The special section of what we can expect in the next 30 years was also very telling – telling in how wrong it is likely to be.  The “predictors” were all famous personages in key positions in various industries.  And guess what?  To a person they predicted future success for whatever they are doing right now.   James Cameron predicted great and ubiquitous success for 3D technology.  Richard Branson predicted space flight for everyone.  A TV executive predicted great success for TV.  And so forth.  There was not one surprise in the bunch.
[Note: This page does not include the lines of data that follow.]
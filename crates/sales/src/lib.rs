//! Sales orders as seen by the RMA workflow.
//!
//! Sales orders are created elsewhere; this crate defines their read-only shape
//! and the catalog boundary used to look them up.

pub mod catalog;
pub mod order;

pub use catalog::{DateRange, SalesOrderCatalog};
pub use order::{ItemDescriptor, SalesOrder, SalesOrderLineItem};
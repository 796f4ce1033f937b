//! Interactive drafting of a return order.
//!
//! A [`ReturnOrderBuilder`] owns exactly one [`ReturnOrderDraft`] and borrows
//! the read-only collaborators it validates against. It belongs to a single
//! session; nothing here is shared or global.
//!
//! Every operation either applies completely or returns an error and leaves
//! the draft exactly as it was.

use std::collections::{BTreeMap, BTreeSet};

use chrono::{DateTime, NaiveDate, Utc};
use serde::Serialize;

use storefront_core::{CustomerId, DomainError, DomainResult, LineItemId, ReturnOrderId, SalesOrderId};
use storefront_parties::{Classification, CustomerDirectory};
use storefront_sales::{ItemDescriptor, SalesOrderCatalog, SalesOrderLineItem};

use crate::disposition::{Disposition, DispositionType};
use crate::order::{EvidenceRef, ReturnLineItem, ReturnOrder};
use crate::repository::ReturnOrderRepository;

/// Limits applied while capturing items.
#[derive(Debug, Clone, Copy, PartialEq, Eq)]
pub struct DraftPolicy {
    pub max_evidence_per_item: usize,
}

impl Default for DraftPolicy {
    fn default() -> Self {
        Self {
            max_evidence_per_item: 10,
        }
    }
}

/// An item chosen for return, with everything captured for it.
#[derive(Debug, Clone, PartialEq, Eq, Serialize)]
#[serde(rename_all = "camelCase")]
pub struct ItemCapture {
    pub item: SalesOrderLineItem,
    pub reason: String,
    pub evidence: Vec<EvidenceRef>,
    pub disposition_type: DispositionType,
}

/// In-progress return order.
///
/// Every known line id is in exactly one of: the available pool, the selected
/// pool, or the consumed set (already committed from this draft).
#[derive(Debug, Clone, Default, PartialEq, Eq)]
pub struct ReturnOrderDraft {
    sales_order_id: Option<SalesOrderId>,
    customer_id: Option<CustomerId>,
    date: Option<NaiveDate>,
    classification: Option<Classification>,
    reason: String,
    /// Customer and classification of the loaded sales order.
    defaults: Option<(CustomerId, Classification)>,
    items: BTreeSet<LineItemId>,
    available: BTreeMap<LineItemId, SalesOrderLineItem>,
    selected: BTreeMap<LineItemId, ItemCapture>,
    consumed: BTreeSet<LineItemId>,
    pending_capture: Option<LineItemId>,
}

impl ReturnOrderDraft {
    pub fn sales_order_id(&self) -> Option<SalesOrderId> {
        self.sales_order_id
    }

    pub fn customer_id(&self) -> Option<CustomerId> {
        self.customer_id
    }

    pub fn date(&self) -> Option<NaiveDate> {
        self.date
    }

    pub fn classification(&self) -> Option<Classification> {
        self.classification
    }

    pub fn reason(&self) -> &str {
        &self.reason
    }

    /// Items still available for return, in line order.
    pub fn available_items(&self) -> impl Iterator<Item = &SalesOrderLineItem> {
        self.available.values()
    }

    /// Items selected for return, in line order.
    pub fn selected_items(&self) -> impl Iterator<Item = &ItemCapture> {
        self.selected.values()
    }

    pub fn available_ids(&self) -> Vec<LineItemId> {
        self.available.keys().copied().collect()
    }

    pub fn selected_ids(&self) -> Vec<LineItemId> {
        self.selected.keys().copied().collect()
    }

    pub fn capture(&self, line_id: LineItemId) -> Option<&ItemCapture> {
        self.selected.get(&line_id)
    }

    pub fn pending_capture(&self) -> Option<LineItemId> {
        self.pending_capture
    }

    pub fn is_empty(&self) -> bool {
        self.items.is_empty() && self.customer_id.is_none()
    }

    /// Pools are disjoint and together cover every known item.
    pub fn partition_holds(&self) -> bool {
        let mut seen = BTreeSet::new();
        let all = self
            .available
            .keys()
            .chain(self.selected.keys())
            .chain(self.consumed.iter());
        for id in all {
            if !seen.insert(*id) {
                return false;
            }
        }
        seen == self.items
            && self
                .pending_capture
                .is_none_or(|id| self.available.contains_key(&id))
    }

    fn locate(&self, line_id: LineItemId) -> DomainError {
        if self.selected.contains_key(&line_id) {
            DomainError::invalid_state(format!("line item {line_id} is already selected for return"))
        } else if self.consumed.contains(&line_id) {
            DomainError::invalid_state(format!("line item {line_id} was already returned from this draft"))
        } else {
            DomainError::not_found(format!("line item {line_id} is not in the available pool"))
        }
    }
}

/// Session-scoped builder for a single return order draft.
pub struct ReturnOrderBuilder<'a> {
    catalog: &'a dyn SalesOrderCatalog,
    customers: &'a dyn CustomerDirectory,
    policy: DraftPolicy,
    draft: ReturnOrderDraft,
}

impl<'a> ReturnOrderBuilder<'a> {
    pub fn new(catalog: &'a dyn SalesOrderCatalog, customers: &'a dyn CustomerDirectory) -> Self {
        Self::with_policy(catalog, customers, DraftPolicy::default())
    }

    pub fn with_policy(
        catalog: &'a dyn SalesOrderCatalog,
        customers: &'a dyn CustomerDirectory,
        policy: DraftPolicy,
    ) -> Self {
        Self {
            catalog,
            customers,
            policy,
            draft: ReturnOrderDraft::default(),
        }
    }

    pub fn draft(&self) -> &ReturnOrderDraft {
        &self.draft
    }

    pub fn policy(&self) -> DraftPolicy {
        self.policy
    }

    /// Load a sales order as the source of returnable items.
    ///
    /// Rejected while items are selected, so picked items are never stranded.
    pub fn select_sales_order(&mut self, sales_order_id: SalesOrderId) -> DomainResult<()> {
        if !self.draft.selected.is_empty() {
            return Err(DomainError::invalid_state(format!(
                "{} item(s) are selected for return; clear the selection before choosing another sales order",
                self.draft.selected.len()
            )));
        }

        let order = self.catalog.get_by_id(sales_order_id)?;

        // Items already returned from this sale stay consumed when it is reloaded.
        let consumed: BTreeSet<LineItemId> = if self.draft.sales_order_id == Some(sales_order_id) {
            order
                .lines()
                .iter()
                .map(|line| line.line_id)
                .filter(|id| self.draft.consumed.contains(id))
                .collect()
        } else {
            BTreeSet::new()
        };
        let available: BTreeMap<_, _> = order
            .lines()
            .iter()
            .filter(|line| !consumed.contains(&line.line_id))
            .map(|line| (line.line_id, line.clone()))
            .collect();

        self.draft = ReturnOrderDraft {
            sales_order_id: Some(sales_order_id),
            customer_id: Some(order.customer_id()),
            date: self.draft.date,
            classification: Some(order.classification()),
            reason: core::mem::take(&mut self.draft.reason),
            defaults: Some((order.customer_id(), order.classification())),
            items: order.lines().iter().map(|line| line.line_id).collect(),
            available,
            selected: BTreeMap::new(),
            consumed,
            pending_capture: None,
        };

        tracing::debug!(
            sales_order_id = %sales_order_id,
            items = self.draft.items.len(),
            "sales order selected for return"
        );
        Ok(())
    }

    /// Add an item to a customer-direct return (one without a sales order).
    pub fn add_direct_item(&mut self, descriptor: ItemDescriptor) -> DomainResult<LineItemId> {
        if let Some(so) = self.draft.sales_order_id {
            return Err(DomainError::invalid_state(format!(
                "draft is tied to sales order {so}; items come from that order"
            )));
        }
        descriptor.validate()?;

        let line_id = self
            .draft
            .items
            .last()
            .map(LineItemId::next)
            .unwrap_or_else(|| LineItemId::new(1));
        self.draft.items.insert(line_id);
        self.draft.available.insert(line_id, descriptor.into_line(line_id));

        tracing::debug!(line_id = %line_id, "direct return item added");
        Ok(line_id)
    }

    /// Open the reason/evidence capture for an available item.
    ///
    /// There is a single capture slot; opening it for another item replaces it.
    pub fn begin_item_return(&mut self, line_id: LineItemId) -> DomainResult<()> {
        if !self.draft.available.contains_key(&line_id) {
            return Err(self.draft.locate(line_id));
        }
        if let Some(previous) = self.draft.pending_capture.replace(line_id) {
            if previous != line_id {
                tracing::debug!(line_id = %previous, "pending capture replaced");
            }
        }
        Ok(())
    }

    /// Finish the open capture and move the item to the selected pool.
    pub fn commit_item_return(
        &mut self,
        line_id: LineItemId,
        reason: &str,
        evidence: Vec<EvidenceRef>,
    ) -> DomainResult<()> {
        if self.draft.pending_capture != Some(line_id) {
            return Err(DomainError::validation(format!(
                "no return capture is open for line item {line_id}"
            )));
        }
        let reason = reason.trim();
        if reason.is_empty() {
            return Err(DomainError::validation("return reason is required"));
        }
        if evidence.len() > self.policy.max_evidence_per_item {
            return Err(DomainError::validation(format!(
                "at most {} evidence attachments are allowed per item",
                self.policy.max_evidence_per_item
            )));
        }
        if evidence.iter().any(|e| e.as_str().trim().is_empty()) {
            return Err(DomainError::validation("evidence references cannot be blank"));
        }

        let item = self
            .draft
            .available
            .remove(&line_id)
            .ok_or_else(|| self.draft.locate(line_id))?;

        self.draft.selected.insert(
            line_id,
            ItemCapture {
                item,
                reason: reason.to_string(),
                evidence,
                disposition_type: DispositionType::Replacement,
            },
        );
        self.draft.pending_capture = None;

        tracing::debug!(line_id = %line_id, "item selected for return");
        Ok(())
    }

    /// Close the open capture without moving the item. No-op if none is open for it.
    pub fn cancel_item_return(&mut self, line_id: LineItemId) {
        if self.draft.pending_capture == Some(line_id) {
            self.draft.pending_capture = None;
        }
    }

    /// Move a selected item back to the available pool, dropping its reason and evidence.
    pub fn remove_selected_item(&mut self, line_id: LineItemId) -> DomainResult<()> {
        let capture = self.draft.selected.remove(&line_id).ok_or_else(|| {
            DomainError::not_found(format!("line item {line_id} is not selected for return"))
        })?;
        self.draft.available.insert(line_id, capture.item);

        tracing::debug!(line_id = %line_id, "item removed from return selection");
        Ok(())
    }

    /// Move every selected item back to the available pool.
    pub fn clear_selection(&mut self) {
        let selected = core::mem::take(&mut self.draft.selected);
        for (line_id, capture) in selected {
            self.draft.available.insert(line_id, capture.item);
        }
    }

    pub fn set_item_disposition(&mut self, line_id: LineItemId, ty: DispositionType) -> DomainResult<()> {
        let capture = self.draft.selected.get_mut(&line_id).ok_or_else(|| {
            DomainError::not_found(format!("line item {line_id} is not selected for return"))
        })?;
        capture.disposition_type = ty;
        Ok(())
    }

    /// Set the order-level fields. The customer must exist in the directory.
    pub fn set_overall_fields(
        &mut self,
        customer_id: CustomerId,
        date: NaiveDate,
        classification: Classification,
        reason: &str,
    ) -> DomainResult<()> {
        let customer = self.customers.get_by_id(customer_id)?;

        self.draft.customer_id = Some(customer.id);
        self.draft.date = Some(date);
        self.draft.classification = Some(classification);
        self.draft.reason = reason.trim().to_string();
        Ok(())
    }

    /// Freeze the selected pool into a committed [`ReturnOrder`].
    ///
    /// Id allocation and insert happen in one repository step. On failure the
    /// draft and the repository are unchanged. On success the selected items
    /// become consumed and the overall fields reset to the sales order's
    /// defaults; the remaining available items stay loaded.
    pub fn commit(
        &mut self,
        repository: &dyn ReturnOrderRepository,
        now: DateTime<Utc>,
    ) -> DomainResult<ReturnOrder> {
        if self.draft.selected.is_empty() {
            tracing::warn!("return order commit rejected: no items selected");
            return Err(DomainError::validation("no items selected"));
        }
        let Some(customer_id) = self.draft.customer_id else {
            tracing::warn!("return order commit rejected: customer required");
            return Err(DomainError::validation("customer required"));
        };
        let classification = self
            .draft
            .classification
            .ok_or_else(|| DomainError::validation("classification required"))?;

        let date = self.draft.date.unwrap_or_else(|| now.date_naive());
        let created = now.date_naive();
        let items: Vec<ReturnLineItem> = self
            .draft
            .selected
            .values()
            .map(|capture| freeze(capture, created))
            .collect();
        let sales_order_id = self.draft.sales_order_id;
        let reason = self.draft.reason.clone();

        let order = repository.insert_with_next_id(now, &mut |id: ReturnOrderId| {
            ReturnOrder::new(
                id,
                customer_id,
                date,
                classification,
                sales_order_id,
                reason.clone(),
                items.clone(),
            )
        })?;

        let committed = core::mem::take(&mut self.draft.selected);
        self.draft.consumed.extend(committed.into_keys());
        self.draft.pending_capture = None;
        self.draft.customer_id = self.draft.defaults.map(|(c, _)| c);
        self.draft.classification = self.draft.defaults.map(|(_, c)| c);
        self.draft.date = None;
        self.draft.reason.clear();

        tracing::info!(
            return_order_id = %order.id_typed(),
            customer_id = %customer_id,
            items = order.items().len(),
            "return order committed"
        );
        Ok(order)
    }

    /// Drop the draft entirely.
    pub fn discard(&mut self) {
        if !self.draft.is_empty() {
            tracing::debug!(
                selected = self.draft.selected.len(),
                "return order draft discarded"
            );
        }
        self.draft = ReturnOrderDraft::default();
    }
}
use core::str::FromStr;

use serde::{Deserialize, Serialize};

use storefront_core::{CustomerId, DomainError, Entity};

/// Customer classification, shared by customers, sales orders and return orders.
#[derive(Debug, Clone, Copy, PartialEq, Eq, Hash, Serialize, Deserialize)]
pub enum Classification {
    #[serde(rename = "Walk-In")]
    WalkIn,
    #[serde(rename = "Contract")]
    Contract,
}

impl Classification {
    pub fn as_str(&self) -> &'static str {
        match self {
            Classification::WalkIn => "Walk-In",
            Classification::Contract => "Contract",
        }
    }
}

impl core::fmt::Display for Classification {
    fn fmt(&self, f: &mut core::fmt::Formatter<'_>) -> core::fmt::Result {
        f.write_str(self.as_str())
    }
}

impl FromStr for Classification {
    type Err = DomainError;

    fn from_str(s: &str) -> Result<Self, Self::Err> {
        match s.trim().to_lowercase().as_str() {
            "walk-in" | "walkin" | "walk in" => Ok(Classification::WalkIn),
            "contract" => Ok(Classification::Contract),
            other => Err(DomainError::validation(format!(
                "classification must be one of: Walk-In, Contract (got '{other}')"
            ))),
        }
    }
}

/// Contact information for a customer.
#[derive(Debug, Clone, Default, PartialEq, Eq, Serialize, Deserialize)]
pub struct ContactInfo {
    pub email: Option<String>,
    pub phone: Option<String>,
    pub address: Option<String>,
}

/// Customer record as supplied by the directory. Read-only to the RMA workflow.
#[derive(Debug, Clone, PartialEq, Eq, Serialize, Deserialize)]
#[serde(rename_all = "camelCase")]
pub struct Customer {
    pub id: CustomerId,
    pub name: String,
    pub classification: Classification,
    #[serde(default)]
    pub contact: ContactInfo,
}

impl Customer {
    pub fn new(id: CustomerId, name: impl Into<String>, classification: Classification) -> Self {
        Self {
            id,
            name: name.into(),
            classification,
            contact: ContactInfo::default(),
        }
    }

    pub fn with_contact(mut self, contact: ContactInfo) -> Self {
        self.contact = contact;
        self
    }
}

impl Entity for Customer {
    type Id = CustomerId;

    fn id(&self) -> &Self::Id {
        &self.id
    }
}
It’s really a good thing that the future does not listen to these predictions.  In reality, the future is full of surprises.  A few decades ago, who imagined how Google would influence our lives?  Who imagined how the Internet would create social networking?   Who imagined that we would rely on “Apps” for everything we do?  Who imagined people unable to wait even 5 minutes without checking their iPhones or iPads?  Fifty years ago, who imagined business people walking through airports dressed like homeless bums?  Who imagined that we would need to stand in line for a half-hour and have our bodies scanned before getting to the gate?  Who imagined that it would actually take longer to get to a destination because planes would be flying slower – in addition to the extra hour getting through the airport? 

This list of unpredicted surprises can be made almost as long as we would like to make it.  No matter how we try, we don’t seem to be able to see those new events and new ideas that eventually turn out to be really important in our lives.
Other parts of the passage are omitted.